Halloween is such a fun holiday not just because of the costumes and the candy but because it is one of the few truly communal traditions we still have in America. Few nights make us feel so closely bound together.

And that’s what Halloween is for. It’s for kids. It’s for communities. On this scariest of nights, we learn that if we stick together and meet each other with a thoughtful, giving spirit, we really have nothing to fear.

So if a parent is unwilling to join in on these terms, they ought to stay out of it altogether. A neighborhood on Halloween is no place for reckless selfishness.

And it is certainly no place for cars.

Dixie Lane Headshot

Dixie Dillon Lane

Comments

  1. CaryCary says:

    Good idea–keep the cars out. Halloween in medieval times (1950s-1960s) was a kids-only street party that lasted hours, after dark, all over the neighborhoods within walking distance. My dad walked me around our street when I was three or four, but after that it was a strictly no-adults affair. After all, all of us five-year-olds walked alone to kindergarten and back every day. Halloween night we imagined ghosts and gobblins, and an ancient lady who invited us in for cookies was certainly a witch, but a nice one. There were pranks and adventures, and we wandered home when we were tired with sacks full of delightfully junky candy. Those olden Halloweens are some of the best memories of my childhood. I pity the kids now who will never experience anything like them. –grumpy old dude again, over and out.

  2. Thomas McWilliamsThomas McWilliams says:

    This seems so obvious, it makes me think some folks simply need remedial drivers’ ed.

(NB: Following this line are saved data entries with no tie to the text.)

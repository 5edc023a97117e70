//! URI normalization middleware.
//!
//! Removes trailing slashes from the request path before routing, so
//! `/v2/zones/` and `/v2/zones` reach the same handler. The query string
//! is kept as-is. The root path stays `/`.

use crate::context::MiddlewareContext;
use crate::middleware::{Middleware, Next};
use crate::types::{request_url, Request, Response};
use designate_core::{ApiResult, BoxFuture};
use http::uri::PathAndQuery;
use http::Uri;

/// Strips trailing slashes from `path`.
///
/// # Example
///
/// ```
/// use designate_middleware::stages::normalize_uri::normalize_path;
///
/// assert_eq!(normalize_path("/v2/zones///"), "/v2/zones");
/// assert_eq!(normalize_path("/"), "/");
/// ```
#[must_use]
pub fn normalize_path(path: &str) -> &str {
    let trimmed = path.trim_end_matches('/');
    if trimmed.is_empty() && !path.is_empty() {
        "/"
    } else {
        trimmed
    }
}

/// Returns `uri` with its path normalized, or `None` if it is unchanged.
fn normalize_uri(uri: &Uri) -> Option<Uri> {
    let path = uri.path();
    let normalized = normalize_path(path);
    if normalized == path {
        return None;
    }

    let path_and_query = match uri.query() {
        Some(query) => format!("{normalized}?{query}"),
        None => normalized.to_string(),
    };

    let mut parts = uri.clone().into_parts();
    parts.path_and_query = Some(PathAndQuery::try_from(path_and_query).ok()?);
    Uri::from_parts(parts).ok()
}

/// Middleware stripping trailing slashes from request paths.
#[derive(Debug, Clone, Copy, Default)]
pub struct NormalizeUriMiddleware;

impl NormalizeUriMiddleware {
    /// Creates the middleware.
    #[must_use]
    pub fn new() -> Self {
        Self
    }
}

impl Middleware for NormalizeUriMiddleware {
    fn name(&self) -> &'static str {
        "normalize_uri"
    }

    fn process<'a>(
        &'a self,
        ctx: &'a mut MiddlewareContext,
        mut request: Request,
        next: Next<'a>,
    ) -> BoxFuture<'a, ApiResult<Response>> {
        Box::pin(async move {
            if let Some(uri) = normalize_uri(request.uri()) {
                tracing::trace!(from = %request.uri(), to = %uri, "Normalized request URI");
                *request.uri_mut() = uri;
                ctx.set_url(request_url(&request));
            }
            next.run(ctx, request).await
        })
    }
}
//! String helpers.

use crate::error::ApiError;
use thiserror::Error;

const TRUE_STRINGS: &[&str] = &["1", "t", "true", "on", "y", "yes"];
const FALSE_STRINGS: &[&str] = &["0", "f", "false", "off", "n", "no"];

/// A string did not name a boolean.
#[derive(Debug, Clone, PartialEq, Eq, Error)]
#[error("Unrecognized value '{value}', acceptable values are: '0', '1', 'f', 'false', 'n', 'no', 'off', 'on', 't', 'true', 'y', 'yes'")]
pub struct ParseBoolError {
    /// The rejected input.
    pub value: String,
}

impl From<ParseBoolError> for ApiError {
    fn from(err: ParseBoolError) -> Self {
        Self::invalid_input(err.to_string())
    }
}

/// Parses a boolean strictly.
///
/// Accepts `true/false`, `1/0`, `yes/no`, `t/f`, `y/n` and `on/off`,
/// case-insensitively and ignoring surrounding whitespace.
///
/// # Errors
///
/// Returns [`ParseBoolError`] for any other input, including the empty
/// string.
///
/// # Example
///
/// ```
/// use designate_core::bool_from_string;
///
/// assert_eq!(bool_from_string(" Yes "), Ok(true));
/// assert_eq!(bool_from_string("off"), Ok(false));
/// assert!(bool_from_string("maybe").is_err());
/// ```
pub fn bool_from_string(value: &str) -> Result<bool, ParseBoolError> {
    let normalized = value.trim().to_lowercase();
    if TRUE_STRINGS.contains(&normalized.as_str()) {
        Ok(true)
    } else if FALSE_STRINGS.contains(&normalized.as_str()) {
        Ok(false)
    } else {
        Err(ParseBoolError {
            value: value.to_string(),
        })
    }
}
//! Fault response rendering shared by the error boundaries.

use crate::context::MiddlewareContext;
use crate::notifications::FaultNotifier;
use crate::types::{Response, ResponseExt};
use designate_core::PartialEnvelope;
use designate_telemetry::record_api_fault;
use http::StatusCode;

/// Finalizes `partial` into an error envelope and renders it.
///
/// With a request context attached the envelope carries its request id
/// and a fault notification is queued. Without one, the fault is logged
/// and the response is still produced.
pub(crate) fn render_fault(
    ctx: &MiddlewareContext,
    notifier: &FaultNotifier,
    url: &str,
    status: StatusCode,
    partial: PartialEnvelope,
    exception: &str,
) -> Response {
    let request_context = ctx.request_context();
    let envelope = partial.finalize(status, request_context.map(|c| c.request_id()));

    match request_context {
        Some(context) => notifier.send_api_fault(context, url, envelope.code, exception),
        None => tracing::error!(
            request_id = %ctx.request_id(),
            url,
            "Missing context in request, please check"
        ),
    }

    record_api_fault(&envelope.error_type, envelope.code);
    Response::json(status, &envelope)
}
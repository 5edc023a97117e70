//! Layered configuration loading.

use std::collections::HashMap;
use std::env;
use std::fs;
use std::path::Path;

use designate_core::bool_from_string;

use crate::{ConfigError, DesignateConfig};

/// Configuration loader.
///
/// Layers, later overriding earlier:
/// 1. Built-in defaults
/// 2. A TOML or JSON file
/// 3. Environment variables `PREFIX__SECTION__KEY`
///
/// # Example
///
/// ```no_run
/// use designate_config::ConfigLoader;
///
/// # fn main() -> Result<(), designate_config::ConfigError> {
/// let config = ConfigLoader::new()
///     .with_defaults()
///     .with_optional_file("/etc/designate/api.toml")?
///     .with_env_prefix("DESIGNATE")
///     .load()?;
/// # Ok(())
/// # }
/// ```
#[derive(Debug)]
pub struct ConfigLoader {
    config: DesignateConfig,
    env_prefix: Option<String>,
}

impl Default for ConfigLoader {
    fn default() -> Self {
        Self::new()
    }
}

impl ConfigLoader {
    /// Create a new configuration loader starting from defaults.
    #[must_use]
    pub fn new() -> Self {
        Self {
            config: DesignateConfig::default(),
            env_prefix: None,
        }
    }

    /// Start with default configuration values.
    #[must_use]
    pub fn with_defaults(mut self) -> Self {
        self.config = DesignateConfig::default();
        self
    }

    /// Start with the development preset.
    #[must_use]
    pub fn with_development(mut self) -> Self {
        self.config = DesignateConfig::development();
        self
    }

    /// Start with the production preset.
    #[must_use]
    pub fn with_production(mut self) -> Self {
        self.config = DesignateConfig::production();
        self
    }

    /// Load configuration from a file. The format follows the extension
    /// (`.toml` or `.json`).
    ///
    /// # Errors
    ///
    /// Returns `ConfigError` if the file is missing, unreadable, malformed,
    /// or contains unknown fields.
    pub fn with_file<P: AsRef<Path>>(mut self, path: P) -> Result<Self, ConfigError> {
        let path = path.as_ref();

        if !path.exists() {
            return Err(ConfigError::file_not_found(path));
        }

        let content = fs::read_to_string(path).map_err(|e| ConfigError::read_error(path, e))?;

        self.config = Self::parse_file(&content, path)?;
        Ok(self)
    }

    /// Load configuration from a file if it exists.
    ///
    /// # Errors
    ///
    /// Returns `ConfigError` if the file exists but cannot be loaded.
    pub fn with_optional_file<P: AsRef<Path>>(self, path: P) -> Result<Self, ConfigError> {
        if path.as_ref().exists() {
            self.with_file(path)
        } else {
            Ok(self)
        }
    }

    /// Load configuration from a string in the given format
    /// (`toml` or `json`).
    ///
    /// # Errors
    ///
    /// Returns `ConfigError` if parsing fails.
    ///
    /// # Example
    ///
    /// ```
    /// use designate_config::ConfigLoader;
    ///
    /// let toml = r#"
    ///     [service_api]
    ///     maintenance-mode = true
    /// "#;
    ///
    /// let config = ConfigLoader::new()
    ///     .with_string(toml, "toml")
    ///     .unwrap()
    ///     .load()
    ///     .unwrap();
    ///
    /// assert!(config.service_api.maintenance_mode);
    /// ```
    pub fn with_string(mut self, content: &str, format: &str) -> Result<Self, ConfigError> {
        self.config = match format.to_lowercase().as_str() {
            "toml" => toml::from_str(content)?,
            "json" => serde_json::from_str(content)?,
            other => return Err(ConfigError::UnsupportedFormat(other.to_string())),
        };
        Ok(self)
    }

    /// Set the environment variable prefix for overrides.
    ///
    /// With prefix `DESIGNATE`:
    /// - `DESIGNATE__SERVICE_API__MAINTENANCE_MODE=true`
    /// - `DESIGNATE__LOGGING__LEVEL=debug`
    #[must_use]
    pub fn with_env_prefix(mut self, prefix: &str) -> Self {
        self.env_prefix = Some(prefix.to_uppercase());
        self
    }

    /// Load a `.env` file into the process environment, if one exists.
    ///
    /// # Errors
    ///
    /// Returns `ConfigError` if a `.env` file exists but cannot be parsed.
    pub fn with_dotenv(self) -> Result<Self, ConfigError> {
        match dotenvy::dotenv() {
            Ok(_) => Ok(self),
            Err(e) if e.not_found() => Ok(self),
            Err(e) => Err(ConfigError::Dotenv(e)),
        }
    }

    /// Apply environment overrides and validate.
    ///
    /// # Errors
    ///
    /// Returns `ConfigError` if an override cannot be parsed or validation
    /// fails.
    pub fn load(mut self) -> Result<DesignateConfig, ConfigError> {
        if let Some(prefix) = self.env_prefix.take() {
            self.apply_env_overrides(&prefix)?;
        }

        self.config.validate()?;

        Ok(self.config)
    }

    /// Return the configuration without environment overrides or
    /// validation.
    #[must_use]
    pub fn load_unvalidated(self) -> DesignateConfig {
        self.config
    }

    fn parse_file(content: &str, path: &Path) -> Result<DesignateConfig, ConfigError> {
        let extension = path
            .extension()
            .and_then(|e| e.to_str())
            .map(str::to_lowercase);

        match extension.as_deref() {
            Some("toml") => Ok(toml::from_str(content)?),
            Some("json") => Ok(serde_json::from_str(content)?),
            _ => Err(ConfigError::UnsupportedFormat(path.display().to_string())),
        }
    }

    fn apply_env_overrides(&mut self, prefix: &str) -> Result<(), ConfigError> {
        let env_vars: HashMap<String, String> = env::vars()
            .filter(|(k, _)| k.starts_with(prefix))
            .collect();

        for (key, value) in env_vars {
            self.apply_env_var(&key, &value, prefix)?;
        }

        Ok(())
    }

    fn apply_env_var(&mut self, key: &str, value: &str, prefix: &str) -> Result<(), ConfigError> {
        let Some(key_without_prefix) = key.strip_prefix(prefix).and_then(|k| k.strip_prefix("__"))
        else {
            // Another variable that merely shares the prefix.
            return Ok(());
        };

        let parts: Vec<&str> = key_without_prefix.split("__").collect();
        let api = &mut self.config.service_api;
        let logging = &mut self.config.logging;

        match parts.as_slice() {
            ["SERVICE_API", "MAINTENANCE_MODE"] => {
                api.maintenance_mode = parse_bool(key, value)?;
            }
            ["SERVICE_API", "MAINTENANCE_MODE_ROLE"] => {
                api.maintenance_mode_role = value.to_string();
            }
            ["SERVICE_API", "AUTH_STRATEGY"] => {
                api.auth_strategy = value
                    .parse()
                    .map_err(|reason: String| ConfigError::env_parse_error(key, reason))?;
            }
            ["SERVICE_API", "NOTIFY_API_FAULTS"] => {
                api.notify_api_faults = parse_bool(key, value)?;
            }
            ["SERVICE_API", "NOTIFICATION_TIMEOUT_MS"] => {
                api.notification_timeout_ms = value
                    .parse()
                    .map_err(|_| ConfigError::env_parse_error(key, "expected integer"))?;
            }
            ["SERVICE_API", "NOTIFICATION_QUEUE_SIZE"] => {
                api.notification_queue_size = value
                    .parse()
                    .map_err(|_| ConfigError::env_parse_error(key, "expected integer"))?;
            }

            ["LOGGING", "ENABLED"] => {
                logging.enabled = parse_bool(key, value)?;
            }
            ["LOGGING", "LEVEL"] => {
                logging.level = value.to_string();
            }
            ["LOGGING", "FORMAT"] => {
                logging.format = value
                    .parse()
                    .map_err(|_| ConfigError::env_parse_error(key, "expected 'json' or 'pretty'"))?;
            }
            ["LOGGING", "ANSI_ENABLED"] => {
                logging.ansi_enabled = parse_bool(key, value)?;
            }
            ["LOGGING", "INCLUDE_LOCATION"] => {
                logging.include_location = parse_bool(key, value)?;
            }

            _ => {}
        }

        Ok(())
    }
}

fn parse_bool(key: &str, value: &str) -> Result<bool, ConfigError> {
    bool_from_string(value).map_err(|_| ConfigError::env_parse_error(key, "expected boolean"))
}
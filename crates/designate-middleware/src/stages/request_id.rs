//! Request ID middleware.
//!
//! Outermost stage. Adopts the request id assigned upstream in
//! `X-Openstack-Request-Id`, or generates a new `req-<uuid>` id, and
//! echoes it on the response so callers can correlate their requests with
//! server logs.
//!
//! ## Accepted Upstream Ids
//!
//! An upstream id is adopted when it is non-empty, printable ASCII and at
//! most [`MAX_REQUEST_ID_LEN`] bytes. Anything else is replaced.

use crate::context::MiddlewareContext;
use crate::headers::REQUEST_ID_HEADER;
use crate::middleware::{Middleware, Next};
use crate::types::{Request, Response};
use designate_core::{ApiResult, BoxFuture, RequestId};
use http::HeaderValue;

/// Longest upstream request id that is adopted.
pub const MAX_REQUEST_ID_LEN: usize = 256;

/// Middleware that adopts or generates request ids.
#[derive(Debug, Clone, Copy, Default)]
pub struct RequestIdMiddleware;

impl RequestIdMiddleware {
    /// Creates a new Request ID middleware.
    #[must_use]
    pub fn new() -> Self {
        Self
    }

    fn extract_request_id(request: &Request) -> Option<RequestId> {
        request
            .headers()
            .get(REQUEST_ID_HEADER)
            .and_then(|value| value.to_str().ok())
            .filter(|id| is_acceptable(id))
            .map(RequestId::from_upstream)
    }
}

fn is_acceptable(id: &str) -> bool {
    !id.is_empty()
        && id.len() <= MAX_REQUEST_ID_LEN
        && id.bytes().all(|b| b.is_ascii_graphic())
}

impl Middleware for RequestIdMiddleware {
    fn name(&self) -> &'static str {
        "request_id"
    }

    fn process<'a>(
        &'a self,
        ctx: &'a mut MiddlewareContext,
        request: Request,
        next: Next<'a>,
    ) -> BoxFuture<'a, ApiResult<Response>> {
        Box::pin(async move {
            let request_id =
                Self::extract_request_id(&request).unwrap_or_else(RequestId::generate);
            ctx.set_request_id(request_id);

            let mut response = next.run(ctx, request).await?;

            if let Ok(value) = HeaderValue::from_str(ctx.request_id().as_str()) {
                response.headers_mut().insert(REQUEST_ID_HEADER, value);
            }
            Ok(response)
        })
    }
}
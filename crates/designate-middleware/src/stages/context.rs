//! Request context middleware.
//!
//! Builds the [`RequestContext`] for a request and attaches it to the
//! [`MiddlewareContext`] before any handler runs. The configured
//! [`ContextStrategy`] fills in identity; this stage then derives scoping:
//!
//! - **sudo**: `X-Auth-Sudo-Tenant-ID`, else `X-Auth-Sudo-Project-ID`
//! - **all tenants**: header `X-Auth-All-Projects`, else query
//!   `all_projects`, else query `all_tenants`, else `false`
//! - **edit managed records**: query `edit_managed_records`, else header
//!   `X-Designate-Edit-Managed-Records`, else `false`
//!
//! Empty headers count as absent; empty query values do not. The context
//! is attached even when identity or scoping fails part way, carrying
//! whatever was derived before the failure.

use crate::context::MiddlewareContext;
use crate::headers::{
    non_empty_header, ALL_PROJECTS_HEADER, EDIT_MANAGED_RECORDS_HEADER, SUDO_PROJECT_ID_HEADER,
    SUDO_TENANT_ID_HEADER,
};
use crate::middleware::{Middleware, Next};
use crate::strategy::{ContextStrategy, IdentityStatus};
use crate::types::{Request, Response, ResponseExt};
use designate_core::{bool_from_string, ApiError, ApiResult, BoxFuture, RequestContext};
use http::StatusCode;
use std::sync::Arc;

/// Attaches the context being built when dropped.
struct ContextGuard<'c> {
    target: &'c mut MiddlewareContext,
    context: RequestContext,
}

impl<'c> ContextGuard<'c> {
    fn new(target: &'c mut MiddlewareContext, context: RequestContext) -> Self {
        Self { target, context }
    }

    fn context_mut(&mut self) -> &mut RequestContext {
        &mut self.context
    }
}

impl Drop for ContextGuard<'_> {
    fn drop(&mut self) {
        let placeholder = RequestContext::new(self.context.request_id().clone());
        self.target
            .attach_context(std::mem::replace(&mut self.context, placeholder));
    }
}

/// Decoded query string. Later occurrences of a key win.
struct QueryParams(Vec<(String, String)>);

impl QueryParams {
    fn parse(query: Option<&str>) -> ApiResult<Self> {
        let Some(query) = query else {
            return Ok(Self(Vec::new()));
        };
        serde_urlencoded::from_str(query)
            .map(Self)
            .map_err(|e| ApiError::invalid_input(format!("Malformed query string: {e}")))
    }

    fn get(&self, key: &str) -> Option<&str> {
        self.0
            .iter()
            .rev()
            .find(|(k, _)| k == key)
            .map(|(_, v)| v.as_str())
    }
}

/// Derives the sudo, all-tenants and managed-record scoping of `context`.
fn apply_scoping(request: &Request, context: &mut RequestContext) -> ApiResult<()> {
    let sudo = match non_empty_header(request, SUDO_TENANT_ID_HEADER)? {
        Some(tenant) => Some(tenant),
        None => non_empty_header(request, SUDO_PROJECT_ID_HEADER)?,
    };
    if let Some(tenant) = sudo {
        context.sudo(tenant);
    }

    let params = QueryParams::parse(request.uri().query())?;

    if let Some(value) = non_empty_header(request, ALL_PROJECTS_HEADER)? {
        context.set_all_tenants(bool_from_string(value)?);
    } else if let Some(value) = params.get("all_projects") {
        context.set_all_tenants(bool_from_string(value)?);
    } else if let Some(value) = params.get("all_tenants") {
        context.set_all_tenants(bool_from_string(value)?);
    } else {
        context.set_all_tenants(false);
    }

    if let Some(value) = params.get("edit_managed_records") {
        context.set_edit_managed_records(bool_from_string(value)?);
    } else if let Some(value) = non_empty_header(request, EDIT_MANAGED_RECORDS_HEADER)? {
        context.set_edit_managed_records(bool_from_string(value)?);
    } else {
        context.set_edit_managed_records(false);
    }

    Ok(())
}

/// Middleware building and attaching the request context.
#[derive(Clone)]
pub struct ContextMiddleware {
    strategy: Arc<dyn ContextStrategy>,
}

impl ContextMiddleware {
    /// Creates the middleware around a strategy.
    #[must_use]
    pub fn new(strategy: Arc<dyn ContextStrategy>) -> Self {
        Self { strategy }
    }

    /// Returns the strategy in use.
    #[must_use]
    pub fn strategy_name(&self) -> &'static str {
        self.strategy.name()
    }
}

impl std::fmt::Debug for ContextMiddleware {
    fn fmt(&self, f: &mut std::fmt::Formatter<'_>) -> std::fmt::Result {
        f.debug_struct("ContextMiddleware")
            .field("strategy", &self.strategy.name())
            .finish()
    }
}

impl Middleware for ContextMiddleware {
    fn name(&self) -> &'static str {
        "context"
    }

    fn process<'a>(
        &'a self,
        ctx: &'a mut MiddlewareContext,
        request: Request,
        next: Next<'a>,
    ) -> BoxFuture<'a, ApiResult<Response>> {
        Box::pin(async move {
            if self.strategy.identity_status(&request) == IdentityStatus::Invalid {
                tracing::debug!(request_id = %ctx.request_id(), "Identity marked invalid");
                return Ok(Response::empty(StatusCode::UNAUTHORIZED));
            }

            let request_id = ctx.request_id().clone();
            let result = {
                let mut guard = ContextGuard::new(ctx, RequestContext::new(request_id));
                self.strategy
                    .build(&request, guard.context_mut())
                    .and_then(|()| apply_scoping(&request, guard.context_mut()))
            };
            result?;

            next.run(ctx, request).await
        })
    }
}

  3. Jenn MartinezJenn Martinez says:

    That’s crazy I did not know parents did this!
    It’s like anxiety makes Halloween scary. No peace of mind, no logic. Walk with your kid, chat with parents, have the kids chat with other kids. They shouldn’t need to follow them with a car… If I were a kid and I knew my parents are doing that I’d feel like they’re following me with a tank on a battlefield. You must’ve been so appalled at that red sedan! What a nightmare for sure…
    On top of that these drivers are probably on their phones too!